### Stored records
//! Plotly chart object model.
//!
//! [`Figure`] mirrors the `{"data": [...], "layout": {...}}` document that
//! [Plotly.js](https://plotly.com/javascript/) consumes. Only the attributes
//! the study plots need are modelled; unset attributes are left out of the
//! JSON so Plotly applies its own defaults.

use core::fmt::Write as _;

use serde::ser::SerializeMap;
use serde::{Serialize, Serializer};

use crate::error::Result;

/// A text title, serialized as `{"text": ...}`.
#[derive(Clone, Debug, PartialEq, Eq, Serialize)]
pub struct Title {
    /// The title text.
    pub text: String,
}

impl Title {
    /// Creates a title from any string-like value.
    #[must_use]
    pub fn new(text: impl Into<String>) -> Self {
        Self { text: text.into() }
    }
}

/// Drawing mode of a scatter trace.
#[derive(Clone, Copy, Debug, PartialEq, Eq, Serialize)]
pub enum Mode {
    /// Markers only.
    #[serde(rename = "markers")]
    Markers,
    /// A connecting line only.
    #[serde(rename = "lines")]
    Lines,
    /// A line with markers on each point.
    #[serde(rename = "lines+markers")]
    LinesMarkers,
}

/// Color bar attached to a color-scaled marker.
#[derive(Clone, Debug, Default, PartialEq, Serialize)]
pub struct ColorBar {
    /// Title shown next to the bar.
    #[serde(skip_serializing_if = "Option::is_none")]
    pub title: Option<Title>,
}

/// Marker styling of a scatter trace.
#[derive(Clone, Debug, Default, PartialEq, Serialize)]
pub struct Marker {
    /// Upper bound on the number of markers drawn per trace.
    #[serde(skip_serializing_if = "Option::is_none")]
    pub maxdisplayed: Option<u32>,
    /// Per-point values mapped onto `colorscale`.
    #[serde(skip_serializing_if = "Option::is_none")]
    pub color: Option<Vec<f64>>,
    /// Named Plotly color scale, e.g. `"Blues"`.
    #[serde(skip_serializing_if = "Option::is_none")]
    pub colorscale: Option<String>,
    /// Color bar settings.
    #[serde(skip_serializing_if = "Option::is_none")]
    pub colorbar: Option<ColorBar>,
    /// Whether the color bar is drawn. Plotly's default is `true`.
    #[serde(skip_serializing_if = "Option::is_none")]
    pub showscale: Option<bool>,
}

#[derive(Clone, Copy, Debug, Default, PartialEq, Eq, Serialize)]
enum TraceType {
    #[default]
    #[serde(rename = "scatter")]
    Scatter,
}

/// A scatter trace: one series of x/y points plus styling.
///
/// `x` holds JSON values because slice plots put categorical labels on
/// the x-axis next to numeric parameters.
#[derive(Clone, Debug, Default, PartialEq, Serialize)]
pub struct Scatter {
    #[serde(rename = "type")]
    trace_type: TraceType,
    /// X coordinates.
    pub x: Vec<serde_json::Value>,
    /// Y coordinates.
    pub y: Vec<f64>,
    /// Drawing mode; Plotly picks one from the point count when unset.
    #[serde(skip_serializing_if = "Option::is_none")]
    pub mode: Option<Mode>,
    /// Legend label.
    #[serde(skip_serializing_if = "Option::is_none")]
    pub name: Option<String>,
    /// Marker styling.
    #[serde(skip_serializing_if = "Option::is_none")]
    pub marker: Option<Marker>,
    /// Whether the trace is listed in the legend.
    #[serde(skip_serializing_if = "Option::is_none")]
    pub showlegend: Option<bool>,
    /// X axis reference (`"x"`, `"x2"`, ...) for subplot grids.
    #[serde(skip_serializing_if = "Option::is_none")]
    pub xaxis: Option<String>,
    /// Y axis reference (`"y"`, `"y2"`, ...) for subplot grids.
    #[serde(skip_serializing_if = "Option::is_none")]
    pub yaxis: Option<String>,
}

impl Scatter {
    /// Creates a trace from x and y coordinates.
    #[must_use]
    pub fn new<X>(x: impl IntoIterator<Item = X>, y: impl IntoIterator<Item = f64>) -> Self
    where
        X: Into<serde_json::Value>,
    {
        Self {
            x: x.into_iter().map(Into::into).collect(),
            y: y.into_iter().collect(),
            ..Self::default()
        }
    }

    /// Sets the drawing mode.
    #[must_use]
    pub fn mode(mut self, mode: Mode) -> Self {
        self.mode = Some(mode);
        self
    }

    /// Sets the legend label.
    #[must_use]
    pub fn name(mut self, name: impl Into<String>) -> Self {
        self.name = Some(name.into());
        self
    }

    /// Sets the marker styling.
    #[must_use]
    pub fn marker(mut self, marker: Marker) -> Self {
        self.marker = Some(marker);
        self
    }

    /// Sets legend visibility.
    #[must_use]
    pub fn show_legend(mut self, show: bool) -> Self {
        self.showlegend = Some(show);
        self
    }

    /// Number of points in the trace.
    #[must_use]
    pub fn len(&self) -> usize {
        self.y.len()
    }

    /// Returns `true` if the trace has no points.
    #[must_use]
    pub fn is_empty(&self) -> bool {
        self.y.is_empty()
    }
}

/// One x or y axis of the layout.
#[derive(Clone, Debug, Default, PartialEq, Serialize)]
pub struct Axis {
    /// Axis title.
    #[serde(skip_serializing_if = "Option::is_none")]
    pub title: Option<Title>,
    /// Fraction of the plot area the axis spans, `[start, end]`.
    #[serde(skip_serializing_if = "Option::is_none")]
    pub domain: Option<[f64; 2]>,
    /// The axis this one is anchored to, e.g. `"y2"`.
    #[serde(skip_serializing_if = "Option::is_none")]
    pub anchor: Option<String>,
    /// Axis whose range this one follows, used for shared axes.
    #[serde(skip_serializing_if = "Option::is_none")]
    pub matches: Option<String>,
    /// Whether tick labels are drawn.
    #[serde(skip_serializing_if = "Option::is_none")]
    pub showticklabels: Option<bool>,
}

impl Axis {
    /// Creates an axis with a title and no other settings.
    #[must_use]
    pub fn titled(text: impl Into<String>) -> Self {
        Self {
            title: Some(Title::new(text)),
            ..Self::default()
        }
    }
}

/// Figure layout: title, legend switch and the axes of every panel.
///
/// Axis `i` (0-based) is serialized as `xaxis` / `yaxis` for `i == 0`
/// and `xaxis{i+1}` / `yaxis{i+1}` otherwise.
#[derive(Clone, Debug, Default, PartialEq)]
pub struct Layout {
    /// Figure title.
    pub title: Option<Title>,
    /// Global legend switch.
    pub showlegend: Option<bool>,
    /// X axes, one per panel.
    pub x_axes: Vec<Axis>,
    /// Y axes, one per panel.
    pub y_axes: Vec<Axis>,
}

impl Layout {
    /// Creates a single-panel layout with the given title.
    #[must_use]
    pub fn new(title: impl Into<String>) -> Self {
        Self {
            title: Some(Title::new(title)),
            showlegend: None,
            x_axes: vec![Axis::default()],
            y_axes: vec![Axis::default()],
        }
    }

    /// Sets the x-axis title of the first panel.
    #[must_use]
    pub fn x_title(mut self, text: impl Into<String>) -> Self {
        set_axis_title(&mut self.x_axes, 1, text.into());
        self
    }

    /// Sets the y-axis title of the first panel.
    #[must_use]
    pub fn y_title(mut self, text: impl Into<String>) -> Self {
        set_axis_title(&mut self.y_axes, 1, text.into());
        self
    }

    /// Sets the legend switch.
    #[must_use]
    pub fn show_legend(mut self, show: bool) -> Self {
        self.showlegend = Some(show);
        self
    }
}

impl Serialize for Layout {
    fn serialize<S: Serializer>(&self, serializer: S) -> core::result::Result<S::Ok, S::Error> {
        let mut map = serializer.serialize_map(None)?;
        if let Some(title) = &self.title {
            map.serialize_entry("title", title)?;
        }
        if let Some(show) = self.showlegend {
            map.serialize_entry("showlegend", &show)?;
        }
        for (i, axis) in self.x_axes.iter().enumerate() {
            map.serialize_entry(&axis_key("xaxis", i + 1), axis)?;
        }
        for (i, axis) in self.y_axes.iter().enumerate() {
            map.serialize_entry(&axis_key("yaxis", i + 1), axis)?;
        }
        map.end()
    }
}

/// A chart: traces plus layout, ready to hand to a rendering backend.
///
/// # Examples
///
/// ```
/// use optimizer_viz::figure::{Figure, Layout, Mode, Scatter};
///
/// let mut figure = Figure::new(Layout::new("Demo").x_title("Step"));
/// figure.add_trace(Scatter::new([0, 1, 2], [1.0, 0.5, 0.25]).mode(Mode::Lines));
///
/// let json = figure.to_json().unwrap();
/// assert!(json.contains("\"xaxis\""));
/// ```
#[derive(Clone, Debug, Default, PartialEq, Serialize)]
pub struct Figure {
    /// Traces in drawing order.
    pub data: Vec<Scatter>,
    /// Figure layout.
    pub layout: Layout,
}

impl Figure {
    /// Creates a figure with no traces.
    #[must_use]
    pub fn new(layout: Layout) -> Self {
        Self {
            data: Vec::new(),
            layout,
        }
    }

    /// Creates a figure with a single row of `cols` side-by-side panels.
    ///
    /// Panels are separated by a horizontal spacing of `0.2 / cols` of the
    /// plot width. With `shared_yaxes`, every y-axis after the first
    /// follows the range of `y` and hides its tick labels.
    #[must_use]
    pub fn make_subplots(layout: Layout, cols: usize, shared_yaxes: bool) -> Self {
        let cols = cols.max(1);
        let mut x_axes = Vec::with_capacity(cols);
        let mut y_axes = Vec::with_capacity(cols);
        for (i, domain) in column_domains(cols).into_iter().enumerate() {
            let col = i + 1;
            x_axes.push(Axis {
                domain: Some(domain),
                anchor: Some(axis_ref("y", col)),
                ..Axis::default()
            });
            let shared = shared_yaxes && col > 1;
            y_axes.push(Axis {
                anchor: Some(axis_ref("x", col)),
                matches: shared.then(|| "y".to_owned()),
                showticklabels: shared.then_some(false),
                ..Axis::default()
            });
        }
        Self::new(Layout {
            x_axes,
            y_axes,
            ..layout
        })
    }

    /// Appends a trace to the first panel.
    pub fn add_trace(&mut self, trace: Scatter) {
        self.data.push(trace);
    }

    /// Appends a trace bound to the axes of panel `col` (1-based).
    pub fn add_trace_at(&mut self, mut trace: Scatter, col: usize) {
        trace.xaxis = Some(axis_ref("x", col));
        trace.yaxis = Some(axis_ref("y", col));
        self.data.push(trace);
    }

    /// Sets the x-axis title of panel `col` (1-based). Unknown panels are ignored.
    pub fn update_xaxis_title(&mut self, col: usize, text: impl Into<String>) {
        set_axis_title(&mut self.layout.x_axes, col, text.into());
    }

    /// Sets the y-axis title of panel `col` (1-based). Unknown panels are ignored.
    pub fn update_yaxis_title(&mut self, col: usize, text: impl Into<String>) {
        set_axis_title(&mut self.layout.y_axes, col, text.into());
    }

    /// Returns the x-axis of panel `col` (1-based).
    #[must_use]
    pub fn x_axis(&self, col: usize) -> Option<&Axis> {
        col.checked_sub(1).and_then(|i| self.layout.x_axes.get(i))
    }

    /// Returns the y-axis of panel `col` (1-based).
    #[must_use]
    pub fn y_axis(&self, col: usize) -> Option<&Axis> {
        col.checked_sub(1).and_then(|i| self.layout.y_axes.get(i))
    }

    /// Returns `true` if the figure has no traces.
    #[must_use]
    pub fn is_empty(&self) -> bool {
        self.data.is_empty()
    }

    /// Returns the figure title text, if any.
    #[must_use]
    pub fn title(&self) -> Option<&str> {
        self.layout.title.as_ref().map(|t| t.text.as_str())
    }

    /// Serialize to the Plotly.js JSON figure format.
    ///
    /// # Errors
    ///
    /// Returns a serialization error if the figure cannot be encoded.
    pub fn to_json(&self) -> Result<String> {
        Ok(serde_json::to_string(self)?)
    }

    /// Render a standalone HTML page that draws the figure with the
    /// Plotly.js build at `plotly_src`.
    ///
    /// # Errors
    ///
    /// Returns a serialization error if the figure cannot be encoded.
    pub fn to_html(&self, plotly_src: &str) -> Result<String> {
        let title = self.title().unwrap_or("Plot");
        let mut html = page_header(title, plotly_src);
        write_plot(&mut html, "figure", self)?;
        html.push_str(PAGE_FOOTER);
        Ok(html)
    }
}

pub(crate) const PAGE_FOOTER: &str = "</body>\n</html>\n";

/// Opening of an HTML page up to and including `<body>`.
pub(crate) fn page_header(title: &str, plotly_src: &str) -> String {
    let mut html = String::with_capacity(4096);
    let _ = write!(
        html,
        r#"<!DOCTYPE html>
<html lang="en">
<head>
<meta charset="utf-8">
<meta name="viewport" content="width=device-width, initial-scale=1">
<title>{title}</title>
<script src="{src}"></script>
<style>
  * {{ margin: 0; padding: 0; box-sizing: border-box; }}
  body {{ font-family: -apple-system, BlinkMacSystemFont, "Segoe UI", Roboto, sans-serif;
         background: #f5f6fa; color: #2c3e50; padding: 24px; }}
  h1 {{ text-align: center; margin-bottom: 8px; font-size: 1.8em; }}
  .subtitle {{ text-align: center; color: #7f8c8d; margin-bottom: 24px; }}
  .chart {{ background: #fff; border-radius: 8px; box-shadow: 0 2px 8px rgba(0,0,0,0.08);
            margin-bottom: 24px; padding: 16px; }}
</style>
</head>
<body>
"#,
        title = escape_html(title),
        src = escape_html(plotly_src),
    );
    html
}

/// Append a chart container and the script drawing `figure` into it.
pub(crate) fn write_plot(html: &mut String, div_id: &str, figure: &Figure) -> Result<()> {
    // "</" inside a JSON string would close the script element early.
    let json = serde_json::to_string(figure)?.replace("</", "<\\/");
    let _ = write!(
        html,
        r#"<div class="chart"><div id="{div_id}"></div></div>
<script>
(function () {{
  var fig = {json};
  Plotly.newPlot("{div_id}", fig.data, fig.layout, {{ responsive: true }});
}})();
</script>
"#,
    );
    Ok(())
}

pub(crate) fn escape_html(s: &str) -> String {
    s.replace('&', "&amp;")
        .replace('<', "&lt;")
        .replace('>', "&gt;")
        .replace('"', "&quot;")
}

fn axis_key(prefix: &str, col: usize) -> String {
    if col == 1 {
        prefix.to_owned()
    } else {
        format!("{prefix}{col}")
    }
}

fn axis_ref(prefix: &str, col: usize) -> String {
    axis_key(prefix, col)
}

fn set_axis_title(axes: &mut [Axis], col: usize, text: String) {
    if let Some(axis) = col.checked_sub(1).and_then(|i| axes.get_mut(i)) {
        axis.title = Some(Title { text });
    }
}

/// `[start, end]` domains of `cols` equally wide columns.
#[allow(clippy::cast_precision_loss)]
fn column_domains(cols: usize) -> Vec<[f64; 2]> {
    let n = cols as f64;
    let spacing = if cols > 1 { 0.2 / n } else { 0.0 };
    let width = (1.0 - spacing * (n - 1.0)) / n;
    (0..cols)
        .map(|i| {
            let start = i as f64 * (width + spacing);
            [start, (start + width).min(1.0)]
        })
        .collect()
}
...
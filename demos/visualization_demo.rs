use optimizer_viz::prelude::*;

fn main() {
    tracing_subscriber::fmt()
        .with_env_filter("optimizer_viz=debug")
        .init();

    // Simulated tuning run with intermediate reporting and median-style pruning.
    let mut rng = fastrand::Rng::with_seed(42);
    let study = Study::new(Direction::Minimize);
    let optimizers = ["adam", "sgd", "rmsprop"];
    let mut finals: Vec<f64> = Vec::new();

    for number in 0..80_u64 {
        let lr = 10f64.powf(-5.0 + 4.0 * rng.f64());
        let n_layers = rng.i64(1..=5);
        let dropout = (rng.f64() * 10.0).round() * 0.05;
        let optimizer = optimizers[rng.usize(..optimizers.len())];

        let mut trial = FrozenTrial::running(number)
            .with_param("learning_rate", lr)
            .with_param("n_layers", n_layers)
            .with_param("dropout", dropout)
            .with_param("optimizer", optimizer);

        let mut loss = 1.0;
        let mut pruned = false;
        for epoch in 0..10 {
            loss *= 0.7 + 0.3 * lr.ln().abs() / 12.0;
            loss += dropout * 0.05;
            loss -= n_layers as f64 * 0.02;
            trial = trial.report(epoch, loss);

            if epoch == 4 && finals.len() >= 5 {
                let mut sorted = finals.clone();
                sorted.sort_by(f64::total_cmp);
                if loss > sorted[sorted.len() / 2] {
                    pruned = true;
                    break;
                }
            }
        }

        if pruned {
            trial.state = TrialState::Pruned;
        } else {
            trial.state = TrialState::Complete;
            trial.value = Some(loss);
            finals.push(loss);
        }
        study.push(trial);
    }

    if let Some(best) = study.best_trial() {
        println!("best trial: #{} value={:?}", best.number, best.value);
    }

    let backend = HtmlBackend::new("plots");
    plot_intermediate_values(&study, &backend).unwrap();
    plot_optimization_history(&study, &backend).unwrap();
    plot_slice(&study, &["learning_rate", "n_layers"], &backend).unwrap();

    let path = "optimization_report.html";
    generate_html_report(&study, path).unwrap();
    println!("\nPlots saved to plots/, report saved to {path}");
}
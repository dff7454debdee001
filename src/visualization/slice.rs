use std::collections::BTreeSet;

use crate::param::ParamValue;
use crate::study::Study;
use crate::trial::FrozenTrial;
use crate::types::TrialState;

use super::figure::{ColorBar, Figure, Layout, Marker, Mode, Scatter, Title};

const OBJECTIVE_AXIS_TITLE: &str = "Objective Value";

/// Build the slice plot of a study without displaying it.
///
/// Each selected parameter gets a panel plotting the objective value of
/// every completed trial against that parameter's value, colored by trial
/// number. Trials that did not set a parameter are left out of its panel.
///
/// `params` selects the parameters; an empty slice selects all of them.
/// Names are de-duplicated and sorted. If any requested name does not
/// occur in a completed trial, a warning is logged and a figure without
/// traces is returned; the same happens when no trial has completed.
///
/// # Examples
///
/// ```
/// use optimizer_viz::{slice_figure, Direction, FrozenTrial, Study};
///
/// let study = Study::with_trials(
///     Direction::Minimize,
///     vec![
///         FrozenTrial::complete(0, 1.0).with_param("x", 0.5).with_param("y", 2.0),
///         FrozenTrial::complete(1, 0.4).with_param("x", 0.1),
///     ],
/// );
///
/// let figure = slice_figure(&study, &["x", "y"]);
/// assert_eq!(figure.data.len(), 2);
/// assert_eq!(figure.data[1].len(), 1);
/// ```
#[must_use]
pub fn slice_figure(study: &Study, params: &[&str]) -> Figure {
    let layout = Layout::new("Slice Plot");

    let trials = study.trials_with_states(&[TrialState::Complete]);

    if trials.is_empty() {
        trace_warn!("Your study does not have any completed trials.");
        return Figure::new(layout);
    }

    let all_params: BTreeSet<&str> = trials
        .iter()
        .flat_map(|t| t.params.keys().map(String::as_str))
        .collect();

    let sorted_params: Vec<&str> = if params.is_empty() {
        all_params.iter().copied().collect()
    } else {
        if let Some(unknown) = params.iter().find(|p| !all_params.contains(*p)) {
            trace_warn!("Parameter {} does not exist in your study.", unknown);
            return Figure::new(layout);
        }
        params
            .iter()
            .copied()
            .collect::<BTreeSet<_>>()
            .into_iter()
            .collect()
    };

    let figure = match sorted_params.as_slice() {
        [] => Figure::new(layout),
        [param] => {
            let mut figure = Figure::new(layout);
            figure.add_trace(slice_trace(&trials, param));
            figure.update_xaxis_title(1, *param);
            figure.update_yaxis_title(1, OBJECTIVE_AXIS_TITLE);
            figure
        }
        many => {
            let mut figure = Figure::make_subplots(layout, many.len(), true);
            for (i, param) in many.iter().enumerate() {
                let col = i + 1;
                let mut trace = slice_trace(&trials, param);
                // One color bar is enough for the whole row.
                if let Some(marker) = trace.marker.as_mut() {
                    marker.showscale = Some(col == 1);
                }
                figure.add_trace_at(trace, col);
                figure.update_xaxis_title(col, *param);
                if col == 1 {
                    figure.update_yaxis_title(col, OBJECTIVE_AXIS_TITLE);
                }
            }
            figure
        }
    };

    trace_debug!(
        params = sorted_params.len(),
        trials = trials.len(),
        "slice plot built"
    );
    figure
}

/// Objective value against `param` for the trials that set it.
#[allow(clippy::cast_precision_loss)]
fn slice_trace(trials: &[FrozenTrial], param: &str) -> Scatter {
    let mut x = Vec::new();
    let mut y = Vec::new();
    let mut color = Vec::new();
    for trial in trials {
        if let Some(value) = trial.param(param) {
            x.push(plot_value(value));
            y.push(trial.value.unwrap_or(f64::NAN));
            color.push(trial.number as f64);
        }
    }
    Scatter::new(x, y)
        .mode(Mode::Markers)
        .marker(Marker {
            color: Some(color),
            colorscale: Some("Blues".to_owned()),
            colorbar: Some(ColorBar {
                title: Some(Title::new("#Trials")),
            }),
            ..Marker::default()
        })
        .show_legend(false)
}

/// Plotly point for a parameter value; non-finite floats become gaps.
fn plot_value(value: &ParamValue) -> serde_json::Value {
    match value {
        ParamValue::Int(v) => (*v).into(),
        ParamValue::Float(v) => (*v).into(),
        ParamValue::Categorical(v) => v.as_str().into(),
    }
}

### EXERCISE BRIEF
In the records, how many lines hold the word "when"? Answer with the number and no other words.

### EXERCISE OUTPUT
2